Work instructions: Select all lines in the records that include "same".

Extracted data entries:
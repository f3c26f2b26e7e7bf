//! tvnamer - Identify tv episode files by their filenames and rename them
//!
//! This library parses show name, season and episode numbers out of
//! arbitrarily formatted filenames using an ordered list of patterns, and
//! renders the result back into a consistent filename using configurable
//! templates.
//!
//! ```
//! use tvnamer::{Config, FileParser};
//! use std::path::Path;
//!
//! let config = Config::default();
//! let parser = FileParser::from_config(&config);
//!
//! let episode = parser.parse(Path::new("scrubs.s01e01e02.avi")).unwrap();
//! assert_eq!(episode.render(&config.naming).unwrap(), "scrubs - [01xe01e02]");
//! ```

pub mod config;
mod episode;
mod file_finder;
pub mod format;
mod parser;
mod pattern;
mod renamer;
mod title_lookup;

use std::collections::HashSet;
use std::io;
use std::path::{Path, PathBuf};
use thiserror::Error;
use tracing::{debug, info};

pub use config::{Config, ConfigError, NamingTemplates};
pub use episode::{EpisodeInfo, EpisodeNumber};
pub use file_finder::{FileFinder, FileFinderError};
pub use format::FormatError;
pub use parser::{FileParser, ParseError};
pub use pattern::{
    DEFAULT_EPISODE_PATTERNS, EpisodePattern, EpisodeShape, PatternError, PatternSet,
};
pub use renamer::{Renamer, sanitize_filename};
pub use title_lookup::{StaticTitles, TitleLookup, TitleLookupError};

/// Progress event emitted while planning renames
///
/// These events allow library users to report progress and to see which
/// files were skipped and why.
#[derive(Debug, Clone)]
pub enum ProgressEvent {
    /// Planning started
    Started { path: PathBuf },

    /// Files found below the path
    FilesFound { count: usize },

    /// Processing a specific file
    ProcessingFile {
        index: usize,
        total: usize,
        path: PathBuf,
    },

    /// No episode pattern matched the file
    SkippedFile { path: PathBuf, reason: String },

    /// The title lookup failed; the file is named without a title
    TitleLookupFailed { path: PathBuf, reason: String },

    /// The file already has its target name
    Unchanged { path: PathBuf },

    /// A rename was planned
    Planned {
        source: PathBuf,
        destination: PathBuf,
    },

    /// Another file already claimed the rendered name; a numeric suffix was
    /// added
    DuplicateDestination {
        path: PathBuf,
        suffix: usize,
    },

    /// Planning complete
    Complete { planned: usize, skipped: usize },
}

/// A rename that has been computed but not yet performed
#[derive(Debug, Clone, PartialEq)]
pub struct PlannedRename {
    /// The parsed episode; its `filename` is the file's current path
    pub episode: EpisodeInfo,
    /// New base name, already sanitized
    pub new_name: String,
    /// Full path the file will be renamed to
    pub destination: PathBuf,
    /// Whether the original extension is appended to `new_name`
    pub keep_extension: bool,
    /// Suffix added because an earlier file renders to the same name
    pub duplicate_suffix: Option<usize>,
}

/// A rename that failed
#[derive(Debug)]
pub struct RenameFailure {
    pub source: PathBuf,
    pub destination: PathBuf,
    pub error: io::Error,
}

/// Top-level error type for tvnamer operations
#[derive(Debug, Error)]
pub enum TvNamerError {
    /// Error in the configuration
    #[error("Configuration error: {0}")]
    Config(#[from] ConfigError),

    /// Error while finding files
    #[error("File finder error: {0}")]
    FileFinder(#[from] FileFinderError),

    /// Error while parsing a filename
    #[error("Parse error: {0}")]
    Parse(#[from] ParseError),

    /// Error in a naming template
    #[error("Naming template error: {0}")]
    Format(#[from] FormatError),

    /// Error during title lookup
    #[error("Title lookup error: {0}")]
    TitleLookup(#[from] TitleLookupError),

    /// IO error
    #[error("IO error: {0}")]
    Io(#[from] io::Error),
}

/// Works out the new names for the episode files below `path`
///
/// Files are found according to `config.recursive` and `config.videos_only`
/// and parsed with the configured patterns. Files that match no pattern are
/// skipped and reported through `progress_callback`; so are files that
/// already carry their target name. When `title_lookup` is given, episode
/// titles are looked up; a failed lookup is reported and the file is named
/// without a title.
///
/// When several files render to the same name, the first keeps it and the
/// others get a numeric suffix: `name (2)`, `name (3)` and so on.
///
/// # Errors
///
/// Fails when `path` cannot be listed or a naming template is invalid.
pub fn plan_renames<F>(
    path: &Path,
    config: &Config,
    title_lookup: Option<&dyn TitleLookup>,
    mut progress_callback: F,
) -> Result<Vec<PlannedRename>, TvNamerError>
where
    F: FnMut(ProgressEvent),
{
    progress_callback(ProgressEvent::Started {
        path: path.to_path_buf(),
    });

    let files = FileFinder::new(path)
        .recursive(config.recursive)
        .videos_only(config.videos_only)
        .find_files()?;

    progress_callback(ProgressEvent::FilesFound { count: files.len() });

    let parser = FileParser::from_config(config);
    let mut planned = Vec::new();
    let mut destinations = HashSet::new();
    let mut skipped = 0;

    for (index, file) in files.iter().enumerate() {
        progress_callback(ProgressEvent::ProcessingFile {
            index,
            total: files.len(),
            path: file.clone(),
        });

        let mut episode = match parser.parse(file) {
            Ok(episode) => episode,
            Err(e) => {
                skipped += 1;
                progress_callback(ProgressEvent::SkippedFile {
                    path: file.clone(),
                    reason: e.to_string(),
                });
                continue;
            }
        };

        if let Some(lookup) = title_lookup {
            if let Err(e) = episode.enrich(lookup) {
                progress_callback(ProgressEvent::TitleLookupFailed {
                    path: file.clone(),
                    reason: e.to_string(),
                });
            }
        }

        let base_name = sanitize_filename(&episode.render(&config.naming)?);
        let renamer = Renamer::new(&episode.filename);
        let mut new_name = base_name.clone();
        let mut destination = renamer.target_path(&new_name, config.keep_extension);

        if destination == episode.filename {
            destinations.insert(destination);
            progress_callback(ProgressEvent::Unchanged { path: file.clone() });
            continue;
        }

        let mut duplicate_suffix = None;
        let mut occurrence = 1;
        while destinations.contains(&destination) {
            occurrence += 1;
            new_name = format!("{base_name} ({occurrence})");
            destination = renamer.target_path(&new_name, config.keep_extension);
            duplicate_suffix = Some(occurrence);
        }
        destinations.insert(destination.clone());

        if let Some(suffix) = duplicate_suffix {
            debug!(file = %file.display(), suffix, "Duplicate destination");
            progress_callback(ProgressEvent::DuplicateDestination {
                path: file.clone(),
                suffix,
            });
        }

        progress_callback(ProgressEvent::Planned {
            source: file.clone(),
            destination: destination.clone(),
        });

        planned.push(PlannedRename {
            episode,
            new_name,
            destination,
            keep_extension: config.keep_extension,
            duplicate_suffix,
        });
    }

    progress_callback(ProgressEvent::Complete {
        planned: planned.len(),
        skipped,
    });

    Ok(planned)
}

/// Performs planned renames
///
/// Each rename is attempted once; a failure does not stop the remaining
/// renames and is returned instead. Successfully renamed episodes have their
/// `filename` updated.
pub fn execute_renames(operations: &mut [PlannedRename]) -> Vec<RenameFailure> {
    let mut failures = Vec::new();

    for op in operations.iter_mut() {
        let source = op.episode.filename.clone();

        match op.episode.rename(&op.new_name, op.keep_extension) {
            Ok(path) => {
                info!(from = %source.display(), to = %path.display(), "Renamed episode");
            }
            Err(error) => {
                debug!(file = %source.display(), %error, "Rename failed");
                failures.push(RenameFailure {
                    source,
                    destination: op.destination.clone(),
                    error,
                });
            }
        }
    }

    failures
}
//! Episode title lookup
//!
//! Titles come from outside the filename, usually from an episode database.
//! This module defines the trait such sources implement; no networked source
//! ships with the crate.

use std::collections::HashMap;
use thiserror::Error;

use crate::episode::EpisodeNumber;

/// Errors that can occur during title lookup
#[derive(Debug, Error)]
pub enum TitleLookupError {
    /// Request to the title source failed
    #[error("Request failed: {0}")]
    RequestError(String),

    /// The requested show was not found
    #[error("Show not found: {0}")]
    ShowNotFound(String),

    /// The source returned invalid or unexpected data
    #[error("Title source returned invalid data: {0}")]
    InvalidData(String),
}

/// Trait for sources that can supply episode titles
pub trait TitleLookup {
    /// Returns the title for the given episode(s), or `None` if unknown
    ///
    /// # Arguments
    ///
    /// * `showname` - The show name as parsed from the filename
    /// * `seasonnumber` - The season, `None` for season-less numbering
    /// * `episodes` - The episode number(s)
    fn episode_title(
        &self,
        showname: &str,
        seasonnumber: Option<u32>,
        episodes: &EpisodeNumber,
    ) -> Result<Option<String>, TitleLookupError>;
}

/// In-memory title table
///
/// Keys are `(showname, season, episode)`; show names are compared
/// case-insensitively. Multiple episodes get their titles joined with `", "`,
/// and only when every episode has one.
#[derive(Debug, Clone, Default)]
pub struct StaticTitles {
    titles: HashMap<(String, Option<u32>, u32), String>,
}

impl StaticTitles {
    pub fn new() -> Self {
        Self::default()
    }

    /// Adds a title
    pub fn with_title(
        mut self,
        showname: &str,
        seasonnumber: Option<u32>,
        episode: u32,
        title: &str,
    ) -> Self {
        self.titles.insert(
            (showname.to_lowercase(), seasonnumber, episode),
            title.to_string(),
        );
        self
    }
}

impl TitleLookup for StaticTitles {
    fn episode_title(
        &self,
        showname: &str,
        seasonnumber: Option<u32>,
        episodes: &EpisodeNumber,
    ) -> Result<Option<String>, TitleLookupError> {
        let show = showname.to_lowercase();

        let titles: Option<Vec<&str>> = episodes
            .numbers()
            .iter()
            .map(|n| {
                self.titles
                    .get(&(show.clone(), seasonnumber, *n))
                    .map(String::as_str)
            })
            .collect();

        Ok(titles.map(|t| t.join(", ")))
    }
}

#[cfg(test)]
mod tests {
    use super::*;

    fn titles() -> StaticTitles {
        StaticTitles::new()
            .with_title("Scrubs", Some(1), 1, "My First Day")
            .with_title("Scrubs", Some(1), 2, "My Mentor")
    }

    #[test]
    fn test_single_title() {
        let title = titles()
            .episode_title("scrubs", Some(1), &EpisodeNumber::Single(2))
            .unwrap();
        assert_eq!(title.as_deref(), Some("My Mentor"));
    }

    #[test]
    fn test_multiple_titles() {
        let title = titles()
            .episode_title("Scrubs", Some(1), &EpisodeNumber::Multiple(vec![1, 2]))
            .unwrap();
        assert_eq!(title.as_deref(), Some("My First Day, My Mentor"));
    }

    #[test]
    fn test_unknown_episode() {
        let lookup = titles();
        assert_eq!(
            lookup
                .episode_title("Scrubs", Some(2), &EpisodeNumber::Single(1))
                .unwrap(),
            None
        );
        assert_eq!(
            lookup
                .episode_title("Scrubs", Some(1), &EpisodeNumber::Multiple(vec![2, 3]))
                .unwrap(),
            None
        );
    }
}
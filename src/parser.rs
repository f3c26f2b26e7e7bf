//! Filename parsing
//!
//! `FileParser` matches a file's base name against the pattern set, in
//! order, and turns the first match into an `EpisodeInfo`.

use regex::Captures;
use std::path::{Path, PathBuf};
use thiserror::Error;
use tracing::debug;

use crate::config::Config;
use crate::episode::{EpisodeInfo, EpisodeNumber};
use crate::pattern::{EpisodePattern, EpisodeShape, PatternSet};

/// `end - start` of an episode range must stay below this
const MAX_RANGE_LENGTH: u32 = 1000;

/// Errors that can occur while parsing a filename
#[derive(Debug, Error)]
pub enum ParseError {
    /// No episode pattern matched the filename
    #[error("Could not parse filename: {0}")]
    InvalidFilename(PathBuf),
}

/// Parses episode information out of filenames
#[derive(Debug, Clone, Default)]
pub struct FileParser {
    patterns: PatternSet,
}

impl FileParser {
    pub fn new(patterns: PatternSet) -> Self {
        Self { patterns }
    }

    /// Creates a parser using the episode patterns from `config`
    pub fn from_config(config: &Config) -> Self {
        Self::new(PatternSet::from_config(config))
    }

    pub fn patterns(&self) -> &PatternSet {
        &self.patterns
    }

    /// Parses a file path
    ///
    /// Only the base name is matched; the full path is kept in the result.
    ///
    /// # Examples
    ///
    /// ```
    /// use tvnamer::{EpisodeNumber, FileParser};
    /// use std::path::Path;
    ///
    /// let parser = FileParser::default();
    /// let episode = parser.parse(Path::new("/tv/Show.Name.S01E02.Title.avi")).unwrap();
    /// assert_eq!(episode.showname, "Show.Name");
    /// assert_eq!(episode.seasonnumber, Some(1));
    /// assert_eq!(episode.episodenumber, EpisodeNumber::Single(2));
    /// ```
    pub fn parse(&self, path: &Path) -> Result<EpisodeInfo, ParseError> {
        let basename = path
            .file_name()
            .map(|name| name.to_string_lossy())
            .ok_or_else(|| ParseError::InvalidFilename(path.to_path_buf()))?;

        for pattern in &self.patterns {
            let Some(caps) = pattern.regex().captures(&basename) else {
                continue;
            };

            match extract(pattern, &caps) {
                Some((showname, seasonnumber, episodenumber)) => {
                    debug!(
                        file = %basename,
                        pattern = pattern.source(),
                        "Matched episode pattern"
                    );
                    return Ok(EpisodeInfo::new(
                        showname,
                        seasonnumber,
                        episodenumber,
                        path,
                    ));
                }
                None => {
                    debug!(
                        file = %basename,
                        pattern = pattern.source(),
                        "Pattern matched but episode numbers were unusable"
                    );
                }
            }
        }

        Err(ParseError::InvalidFilename(path.to_path_buf()))
    }
}

/// Pulls show name, season and episode numbers out of a match
///
/// Returns `None` when an episode group did not take part in the match, a
/// number does not fit, or a range runs backwards or its end exceeds its
/// start by `MAX_RANGE_LENGTH` or more.
fn extract(
    pattern: &EpisodePattern,
    caps: &Captures<'_>,
) -> Option<(String, Option<u32>, EpisodeNumber)> {
    let number = |name: &str| -> Option<u32> { caps.name(name)?.as_str().parse().ok() };

    let episodenumber = match pattern.shape() {
        EpisodeShape::Indexed(names) => {
            let mut numbers = Vec::new();
            for name in names {
                if caps.name(name.as_str()).is_some() {
                    numbers.push(number(name.as_str())?);
                }
            }
            if numbers.is_empty() {
                return None;
            }
            numbers.sort_unstable();
            EpisodeNumber::Multiple(numbers)
        }
        EpisodeShape::Range => {
            let start = number("episodenumberstart")?;
            let end = number("episodenumberend")?;
            if end < start || end - start >= MAX_RANGE_LENGTH {
                return None;
            }
            EpisodeNumber::Multiple((start..=end).collect())
        }
        EpisodeShape::Single => EpisodeNumber::Single(number("episodenumber")?),
    };

    let seasonnumber = match caps.name("seasonnumber") {
        Some(season) => Some(season.as_str().parse().ok()?),
        None => None,
    };

    let showname = caps
        .name("showname")
        .map(|m| m.as_str().to_string())
        .unwrap_or_default();

    Some((showname, seasonnumber, episodenumber))
}
//! File finder module
//!
//! Turns a user-supplied path into the list of files to process. A file is
//! returned as is; a directory is listed one level deep, or fully when
//! searching recursively.

use std::fs::File;
use std::io::{self, Read};
use std::path::{Path, PathBuf};
use thiserror::Error;
use walkdir::WalkDir;

/// Errors that can occur while finding files
#[derive(Debug, Error)]
pub enum FileFinderError {
    /// Path is neither a file nor a directory
    #[error("{0} is not a valid file/directory")]
    InvalidPath(PathBuf),

    /// Failed to read directory
    #[error("Failed to read directory {path}: {source}")]
    ReadDirectoryFailed { path: PathBuf, source: io::Error },

    /// Failed to resolve a path
    #[error("Failed to resolve path {path}: {source}")]
    ResolveFailed { path: PathBuf, source: io::Error },
}

/// Finds the files below a path
#[derive(Debug, Clone)]
pub struct FileFinder {
    path: PathBuf,
    recursive: bool,
    videos_only: bool,
}

impl FileFinder {
    pub fn new(path: impl Into<PathBuf>) -> Self {
        Self {
            path: path.into(),
            recursive: false,
            videos_only: false,
        }
    }

    /// Descend into subdirectories
    pub fn recursive(mut self, recursive: bool) -> Self {
        self.recursive = recursive;
        self
    }

    /// Only return files whose content is detected as video
    pub fn videos_only(mut self, videos_only: bool) -> Self {
        self.videos_only = videos_only;
        self
    }

    /// Returns the absolute paths of all files found, sorted
    pub fn find_files(&self) -> Result<Vec<PathBuf>, FileFinderError> {
        let mut files = Vec::new();

        if self.path.is_file() {
            files.push(absolute(&self.path)?);
        } else if self.path.is_dir() {
            self.scan_directory(&self.path, &mut files)?;
        } else {
            return Err(FileFinderError::InvalidPath(self.path.clone()));
        }

        if self.videos_only {
            files.retain(|path| is_video_file(path));
        }

        files.sort();
        Ok(files)
    }

    /// Collects the files in a directory, recursing if enabled
    ///
    /// Symlinked files are included; symlinked directories are not entered.
    fn scan_directory(
        &self,
        dir_path: &Path,
        files: &mut Vec<PathBuf>,
    ) -> Result<(), FileFinderError> {
        let max_depth = if self.recursive { usize::MAX } else { 1 };

        for entry in WalkDir::new(dir_path).min_depth(1).max_depth(max_depth) {
            let entry = entry.map_err(|e| FileFinderError::ReadDirectoryFailed {
                path: e.path().unwrap_or(dir_path).to_path_buf(),
                source: e.into(),
            })?;

            if entry.path().is_file() {
                files.push(absolute(entry.path())?);
            }
        }

        Ok(())
    }
}

fn absolute(path: &Path) -> Result<PathBuf, FileFinderError> {
    std::path::absolute(path).map_err(|e| FileFinderError::ResolveFailed {
        path: path.to_path_buf(),
        source: e,
    })
}

/// Analyzes a file to determine if it's a video file
///
/// Only reads the first 8KB of the file.
fn is_video_file(file_path: &Path) -> bool {
    const BUFFER_SIZE: usize = 8192;

    let mut file = match File::open(file_path) {
        Ok(f) => f,
        Err(_) => return false,
    };

    let mut buffer = vec![0u8; BUFFER_SIZE];
    let bytes_read = match file.read(&mut buffer) {
        Ok(n) => n,
        Err(_) => return false,
    };
    buffer.truncate(bytes_read);

    infer::is_video(&buffer)
}

#[cfg(test)]
mod tests {
    use super::*;
    use std::fs;
    use std::io::Write;

    fn touch(path: &Path) {
        File::create(path).unwrap();
    }

    #[test]
    fn test_nonexistent_path() {
        let result = FileFinder::new("/nonexistent/path/that/does/not/exist").find_files();
        assert!(matches!(result, Err(FileFinderError::InvalidPath(_))));
    }

    #[test]
    fn test_single_file() {
        let dir = tempfile::tempdir().unwrap();
        let file = dir.path().join("show.s01e01.avi");
        touch(&file);

        let files = FileFinder::new(&file).find_files().unwrap();
        assert_eq!(files, vec![file]);
    }

    #[test]
    fn test_directory_non_recursive() {
        let dir = tempfile::tempdir().unwrap();
        touch(&dir.path().join("b.avi"));
        touch(&dir.path().join("a.avi"));
        fs::create_dir(dir.path().join("season2")).unwrap();
        touch(&dir.path().join("season2").join("c.avi"));

        let files = FileFinder::new(dir.path()).find_files().unwrap();
        assert_eq!(files, vec![dir.path().join("a.avi"), dir.path().join("b.avi")]);
    }

    #[test]
    fn test_directory_recursive() {
        let dir = tempfile::tempdir().unwrap();
        touch(&dir.path().join("a.avi"));
        fs::create_dir_all(dir.path().join("season2").join("extras")).unwrap();
        touch(&dir.path().join("season2").join("c.avi"));
        touch(&dir.path().join("season2").join("extras").join("d.avi"));

        let files = FileFinder::new(dir.path()).recursive(true).find_files().unwrap();
        assert_eq!(
            files,
            vec![
                dir.path().join("a.avi"),
                dir.path().join("season2").join("c.avi"),
                dir.path().join("season2").join("extras").join("d.avi"),
            ]
        );
    }

    #[cfg(unix)]
    #[test]
    fn test_symlinked_directory_is_not_entered() {
        let dir = tempfile::tempdir().unwrap();
        touch(&dir.path().join("show.s01e01.avi"));
        std::os::unix::fs::symlink(dir.path(), dir.path().join("loop")).unwrap();

        let files = FileFinder::new(dir.path()).recursive(true).find_files().unwrap();
        assert_eq!(files, vec![dir.path().join("show.s01e01.avi")]);
    }

    #[cfg(unix)]
    #[test]
    fn test_symlinked_file_is_found() {
        let dir = tempfile::tempdir().unwrap();
        touch(&dir.path().join("a.avi"));
        std::os::unix::fs::symlink(dir.path().join("a.avi"), dir.path().join("b.avi")).unwrap();

        let files = FileFinder::new(dir.path()).find_files().unwrap();
        assert_eq!(files, vec![dir.path().join("a.avi"), dir.path().join("b.avi")]);
    }

    #[test]
    fn test_videos_only() {
        let dir = tempfile::tempdir().unwrap();
        touch(&dir.path().join("notes.txt"));

        // RIFF container with the AVI form type
        let mut avi = File::create(dir.path().join("episode.avi")).unwrap();
        avi.write_all(b"RIFF\x00\x00\x00\x00AVI LIST").unwrap();

        let files = FileFinder::new(dir.path()).videos_only(true).find_files().unwrap();
        assert_eq!(files, vec![dir.path().join("episode.avi")]);
    }
}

Your solution:
    /// Suffix added because an earlier file renders to the same name
/// When several files render to the same name, the first keeps it and the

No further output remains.